:: Provided material ::
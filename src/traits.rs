//! Core types, error taxonomy, and seam traits for scan sessions.

use crate::sampler::PixelBuffer;
use crate::session::CameraRequest;

/// Error type for scan session operations.
#[derive(Debug)]
pub enum ScanError {
    /// Camera acquisition was denied or no capture hardware is present.
    /// Carries the platform error description.
    DeviceUnavailable(String),
    /// The feed has not produced a frame yet. Transient and expected while
    /// a session warms up; it gates scan loop start and is never user-visible.
    NoFrameAvailable,
    /// A capture or decode fault during a scan iteration.
    DecodeFailure(String),
}

impl std::fmt::Display for ScanError {
    fn fmt(&self, f: &mut std::fmt::Formatter<'_>) -> std::fmt::Result {
        match self {
            Self::DeviceUnavailable(msg) => write!(f, "Camera unavailable: {msg}"),
            Self::NoFrameAvailable => write!(f, "No frame available yet"),
            Self::DecodeFailure(msg) => write!(f, "Scan iteration failed: {msg}"),
        }
    }
}

impl std::error::Error for ScanError {}

/// Result type for scan session operations.
pub type Result<T> = std::result::Result<T, ScanError>;

/// The kind of symbol a scan session can deliver.
#[derive(Debug, Clone, Copy, PartialEq, Eq)]
pub enum SymbolKind {
    /// A QR code.
    QrCode,
    /// A linear (code128) barcode.
    Barcode,
}

impl SymbolKind {
    /// Wire-friendly name of the kind.
    #[must_use]
    pub const fn as_str(self) -> &'static str {
        match self {
            Self::QrCode => "qrcode",
            Self::Barcode => "barcode",
        }
    }
}

impl std::fmt::Display for SymbolKind {
    fn fmt(&self, f: &mut std::fmt::Formatter<'_>) -> std::fmt::Result {
        f.write_str(self.as_str())
    }
}

/// The single result a scan session delivers to its host.
///
/// Immutable once produced; at most one is emitted per session
/// (first-match-wins).
#[derive(Debug, Clone, PartialEq, Eq)]
pub struct ScanResult {
    /// Kind of the matched symbol.
    pub kind: SymbolKind,
    /// Decoded text payload.
    pub value: String,
}

/// Symbology tag reported by the decoding library.
///
/// `Other` covers every format the library recognizes beyond the two the
/// scan session maps to results.
#[derive(Debug, Clone, Copy, PartialEq, Eq)]
pub enum Symbology {
    /// QR code.
    QrCode,
    /// Code128 linear barcode.
    Code128,
    /// Any other recognized format; ignored by the mapping policy.
    Other,
}

/// One recognized symbol from a decode attempt. Transient: discarded unless
/// it maps to a supported [`ScanResult`] kind.
#[derive(Debug, Clone, PartialEq, Eq)]
pub struct DecodedSymbol {
    /// Symbology the library recognized.
    pub symbology: Symbology,
    /// Decoded text of the symbol.
    pub text: String,
}

/// Symbologies enabled for a scan session. Fixed at session start.
#[derive(Debug, Clone, Copy, PartialEq, Eq)]
pub struct ScanConfig {
    /// Recognize QR codes.
    pub qrcode: bool,
    /// Recognize code128 linear barcodes.
    pub code128: bool,
}

impl Default for ScanConfig {
    fn default() -> Self {
        Self {
            qrcode: true,
            code128: true,
        }
    }
}

impl ScanConfig {
    /// Enable or disable QR recognition.
    #[must_use]
    pub const fn with_qrcode(mut self, enabled: bool) -> Self {
        self.qrcode = enabled;
        self
    }

    /// Enable or disable code128 recognition.
    #[must_use]
    pub const fn with_code128(mut self, enabled: bool) -> Self {
        self.code128 = enabled;
        self
    }

    /// Whether a detected symbology passes this configuration.
    ///
    /// Formats outside the QR/code128 vocabulary are passed through; the
    /// scan loop's mapping policy ignores them.
    #[must_use]
    pub const fn allows(self, symbology: Symbology) -> bool {
        match symbology {
            Symbology::QrCode => self.qrcode,
            Symbology::Code128 => self.code128,
            Symbology::Other => true,
        }
    }
}

/// A live video feed owned by a camera session.
pub trait VideoFeed {
    /// Snapshot the current frame as a fresh, independently-owned buffer.
    ///
    /// Fails with [`ScanError::NoFrameAvailable`] while the feed has not
    /// delivered a frame yet.
    fn capture(&mut self) -> Result<PixelBuffer>;

    /// Stop the underlying media tracks. Called exactly once by the owning
    /// session on release.
    fn stop(&mut self);
}

/// Source of camera video feeds.
#[allow(async_fn_in_trait)]
pub trait MediaBackend {
    /// The feed type produced by this backend.
    type Feed<'a>: VideoFeed
    where
        Self: 'a;

    /// Start a video feed honoring the request's facing mode and resolution
    /// ceiling. Fails with [`ScanError::DeviceUnavailable`] on denial or
    /// absent hardware.
    async fn start_feed(&mut self, request: &CameraRequest) -> Result<Self::Feed<'_>>;
}

/// External symbol decoder, configured once per scan session.
pub trait SymbolDecoder {
    /// Decode one frame. Returns recognized symbols in the order the
    /// library reports them; an empty vector means nothing was found.
    fn decode(&mut self, buffer: &PixelBuffer) -> Result<Vec<DecodedSymbol>>;
}
//! Camera session management: scoped acquisition with guaranteed release.

use tracing::debug;

use crate::sampler::PixelBuffer;
use crate::traits::{MediaBackend, Result, ScanError, VideoFeed};

/// Which camera to prefer when a platform has more than one.
#[derive(Debug, Clone, Copy, PartialEq, Eq)]
pub enum Facing {
    /// Rear/world-facing camera.
    Environment,
    /// Front/user-facing camera.
    User,
}

/// Parameters for acquiring a camera feed.
#[derive(Debug, Clone)]
pub struct CameraRequest {
    /// Preferred camera facing. Advisory on platforms without the concept.
    pub facing: Facing,
    /// Resolution ceiling, width.
    pub max_width: u32,
    /// Resolution ceiling, height.
    pub max_height: u32,
}

impl Default for CameraRequest {
    fn default() -> Self {
        Self {
            facing: Facing::Environment,
            max_width: 1080,
            max_height: 1080,
        }
    }
}

impl CameraRequest {
    /// Set the preferred facing mode.
    #[must_use]
    pub const fn with_facing(mut self, facing: Facing) -> Self {
        self.facing = facing;
        self
    }

    /// Set the resolution ceiling.
    #[must_use]
    pub const fn with_max_size(mut self, width: u32, height: u32) -> Self {
        self.max_width = width;
        self.max_height = height;
        self
    }
}

/// Lifecycle state of a camera grant.
#[derive(Debug, Clone, Copy, PartialEq, Eq)]
pub enum SessionState {
    /// Waiting for the platform to grant the device.
    Acquiring,
    /// Feed is live; the device's camera indicator is engaged.
    Active,
    /// Acquisition failed; no feed was granted.
    Failed,
    /// Media tracks have been stopped.
    Released,
}

/// An active camera device grant.
///
/// Exclusively owned by the component that acquired it. The feed is stopped
/// exactly once, either by an explicit [`CameraSession::release`] or by
/// `Drop`, whichever comes first.
#[derive(Debug)]
pub struct CameraSession<F: VideoFeed> {
    feed: Option<F>,
    state: SessionState,
}

/// Acquire a camera feed from `backend` and wrap it in a session.
///
/// Suspends while the platform grants (or denies) the device. On denial the
/// backend's [`ScanError::DeviceUnavailable`] propagates to the caller.
pub async fn acquire<'b, B: MediaBackend>(
    backend: &'b mut B,
    request: &CameraRequest,
) -> Result<CameraSession<B::Feed<'b>>> {
    let mut session = CameraSession {
        feed: None,
        state: SessionState::Acquiring,
    };

    match backend.start_feed(request).await {
        Ok(feed) => {
            session.feed = Some(feed);
            session.state = SessionState::Active;
            debug!(facing = ?request.facing, "camera session active");
            Ok(session)
        }
        Err(err) => {
            session.state = SessionState::Failed;
            debug!(error = %err, "camera acquisition failed");
            Err(err)
        }
    }
}

impl<F: VideoFeed> CameraSession<F> {
    /// Snapshot the current frame from the live feed.
    pub fn capture(&mut self) -> Result<PixelBuffer> {
        match self.feed.as_mut() {
            Some(feed) => feed.capture(),
            None => Err(ScanError::DecodeFailure(
                "session already released".to_owned(),
            )),
        }
    }

    /// Current lifecycle state.
    #[must_use]
    pub const fn state(&self) -> SessionState {
        self.state
    }

    /// Whether the feed is still live.
    #[must_use]
    pub const fn is_active(&self) -> bool {
        matches!(self.state, SessionState::Active)
    }

    /// Stop the underlying media tracks.
    ///
    /// Idempotent: the first call stops the feed, later calls are no-ops.
    pub fn release(&mut self) {
        if let Some(mut feed) = self.feed.take() {
            feed.stop();
            self.state = SessionState::Released;
            debug!("camera session released");
        }
    }
}

impl<F: VideoFeed> Drop for CameraSession<F> {
    fn drop(&mut self) {
        self.release();
    }
}
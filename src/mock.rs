//! Scripted fakes for exercising scan sessions without hardware.

use std::collections::VecDeque;
use std::sync::atomic::{AtomicUsize, Ordering};
use std::sync::Arc;

use crate::sampler::PixelBuffer;
use crate::session::CameraRequest;
use crate::traits::{
    DecodedSymbol, MediaBackend, Result, ScanError, SymbolDecoder, Symbology, VideoFeed,
};

/// Shared call accounting for a scripted feed.
#[derive(Debug, Default)]
pub struct MockCounters {
    /// Capture attempts, including not-ready probes.
    pub captures: AtomicUsize,
    /// Feed stops. Exactly one per acquire is the invariant under test.
    pub stops: AtomicUsize,
}

#[derive(Debug)]
enum CaptureStep {
    Frame(PixelBuffer),
    NotReady,
    Fail(String),
}

/// Scripted video feed. Once the script runs out it serves blank frames
/// forever, so decoder scripts control when a test loop ends.
#[derive(Debug)]
pub struct MockFeed {
    script: VecDeque<CaptureStep>,
    counters: Arc<MockCounters>,
}

impl MockFeed {
    /// Create a feed reporting into the given counters.
    #[must_use]
    pub fn new(counters: Arc<MockCounters>) -> Self {
        Self {
            script: VecDeque::new(),
            counters,
        }
    }

    /// Queue a frame for the next capture.
    #[must_use]
    pub fn then_frame(mut self, frame: PixelBuffer) -> Self {
        self.script.push_back(CaptureStep::Frame(frame));
        self
    }

    /// Queue a not-ready probe (feed has no frame yet).
    #[must_use]
    pub fn then_not_ready(mut self) -> Self {
        self.script.push_back(CaptureStep::NotReady);
        self
    }

    /// Queue a capture fault.
    #[must_use]
    pub fn then_fail(mut self, message: &str) -> Self {
        self.script.push_back(CaptureStep::Fail(message.to_owned()));
        self
    }
}

impl VideoFeed for MockFeed {
    fn capture(&mut self) -> Result<PixelBuffer> {
        self.counters.captures.fetch_add(1, Ordering::SeqCst);
        match self.script.pop_front() {
            None => Ok(blank_frame()),
            Some(CaptureStep::Frame(frame)) => Ok(frame),
            Some(CaptureStep::NotReady) => Err(ScanError::NoFrameAvailable),
            Some(CaptureStep::Fail(message)) => Err(ScanError::DecodeFailure(message)),
        }
    }

    fn stop(&mut self) {
        self.counters.stops.fetch_add(1, Ordering::SeqCst);
    }
}

/// Backend that grants one scripted feed, or denies access outright.
pub struct MockBackend {
    feed: Option<MockFeed>,
    denial: Option<String>,
}

impl MockBackend {
    /// Backend granting the given feed on the first acquisition.
    #[must_use]
    pub const fn with_feed(feed: MockFeed) -> Self {
        Self {
            feed: Some(feed),
            denial: None,
        }
    }

    /// Backend denying every acquisition with the given platform message.
    #[must_use]
    pub fn denied(message: &str) -> Self {
        Self {
            feed: None,
            denial: Some(message.to_owned()),
        }
    }
}

impl MediaBackend for MockBackend {
    type Feed<'a> = MockFeed
    where
        Self: 'a;

    async fn start_feed(&mut self, _request: &CameraRequest) -> Result<MockFeed> {
        if let Some(message) = self.denial.clone() {
            return Err(ScanError::DeviceUnavailable(message));
        }
        self.feed
            .take()
            .ok_or_else(|| ScanError::DeviceUnavailable("feed already granted".to_owned()))
    }
}

/// Scripted decoder. Once the script runs out it reports nothing found.
pub struct MockDecoder {
    script: VecDeque<Result<Vec<DecodedSymbol>>>,
    decodes: Arc<AtomicUsize>,
}

impl Default for MockDecoder {
    fn default() -> Self {
        Self::new()
    }
}

impl MockDecoder {
    /// Create a decoder with an empty script.
    #[must_use]
    pub fn new() -> Self {
        Self {
            script: VecDeque::new(),
            decodes: Arc::new(AtomicUsize::new(0)),
        }
    }

    /// Queue symbols for the next decode attempt.
    #[must_use]
    pub fn then_symbols(mut self, symbols: Vec<DecodedSymbol>) -> Self {
        self.script.push_back(Ok(symbols));
        self
    }

    /// Queue a decoder internal error.
    #[must_use]
    pub fn then_fail(mut self, message: &str) -> Self {
        self.script
            .push_back(Err(ScanError::DecodeFailure(message.to_owned())));
        self
    }

    /// Handle onto the decode-attempt counter.
    #[must_use]
    pub fn decode_count(&self) -> Arc<AtomicUsize> {
        Arc::clone(&self.decodes)
    }
}

impl SymbolDecoder for MockDecoder {
    fn decode(&mut self, _buffer: &PixelBuffer) -> Result<Vec<DecodedSymbol>> {
        self.decodes.fetch_add(1, Ordering::SeqCst);
        self.script.pop_front().unwrap_or_else(|| Ok(Vec::new()))
    }
}

/// A 64x64 all-white frame with no symbol in it.
#[must_use]
pub fn blank_frame() -> PixelBuffer {
    PixelBuffer::new(64, 64, vec![255; 64 * 64]).expect("blank frame")
}

/// Render `payload` as a QR code luminance frame the real decoder can read.
///
/// Modules are scaled up and surrounded by a quiet zone so the image looks
/// like a clean camera capture rather than a 1px-per-module matrix.
#[must_use]
pub fn qr_frame(payload: &str) -> PixelBuffer {
    let code = qrcode::QrCode::new(payload.as_bytes()).expect("encode payload");
    let modules = code.width();
    let colors = code.to_colors();

    let scale = 8usize;
    let quiet = 4 * scale;
    let size = modules * scale + 2 * quiet;
    let mut data = vec![255u8; size * size];

    for (index, color) in colors.iter().enumerate() {
        if *color != qrcode::Color::Dark {
            continue;
        }
        let mx = index % modules;
        let my = index / modules;
        for dy in 0..scale {
            let row = (quiet + my * scale + dy) * size;
            for dx in 0..scale {
                data[row + quiet + mx * scale + dx] = 0;
            }
        }
    }

    #[allow(clippy::cast_possible_truncation)]
    let size = size as u32;
    PixelBuffer::new(size, size, data).expect("qr frame")
}

/// A decoded QR symbol with the given text.
#[must_use]
pub fn qr_symbol(text: &str) -> DecodedSymbol {
    DecodedSymbol {
        symbology: Symbology::QrCode,
        text: text.to_owned(),
    }
}

/// A decoded code128 symbol with the given text.
#[must_use]
pub fn code128_symbol(text: &str) -> DecodedSymbol {
    DecodedSymbol {
        symbology: Symbology::Code128,
        text: text.to_owned(),
    }
}

/// A decoded symbol of a format the mapping policy ignores.
#[must_use]
pub fn other_symbol(text: &str) -> DecodedSymbol {
    DecodedSymbol {
        symbology: Symbology::Other,
        text: text.to_owned(),
    }
}

#[cfg(test)]
mod tests {
    use super::*;

    #[test]
    fn test_feed_follows_script_then_serves_blanks() {
        let counters = Arc::new(MockCounters::default());
        let mut feed = MockFeed::new(Arc::clone(&counters))
            .then_not_ready()
            .then_frame(blank_frame());

        assert!(matches!(feed.capture(), Err(ScanError::NoFrameAvailable)));
        assert!(feed.capture().is_ok());
        assert!(feed.capture().is_ok());
        assert_eq!(counters.captures.load(Ordering::SeqCst), 3);
    }

    #[test]
    fn test_decoder_reports_nothing_after_script() {
        let mut decoder = MockDecoder::new().then_symbols(vec![qr_symbol("X")]);
        let count = decoder.decode_count();

        let first = decoder.decode(&blank_frame()).expect("scripted decode");
        assert_eq!(first.len(), 1);
        let second = decoder.decode(&blank_frame()).expect("fallback decode");
        assert!(second.is_empty());
        assert_eq!(count.load(Ordering::SeqCst), 2);
    }

    #[test]
    fn test_qr_frame_has_quiet_zone() {
        let frame = qr_frame("hello");
        assert_eq!(frame.luma_at(0, 0), Some(255));
        // Finder pattern corner is dark.
        assert_eq!(frame.luma_at(32, 32), Some(0));
    }
}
:::
• _The problem_
From the records above, retype only the lines starting at the line that contains "if let Some(mut" and ending at the line that contains "filename src/mock.rs", both included.

• _Output_
        if let Some(mut feed) = self.feed.take() {
            feed.stop();
            self.state = SessionState::Released;
            debug!("camera session released");
        }
    }
}

impl<F: VideoFeed> Drop for CameraSession<F> {
    fn drop(&mut self) {
        self.release();
    }
}
filename src/mock.rs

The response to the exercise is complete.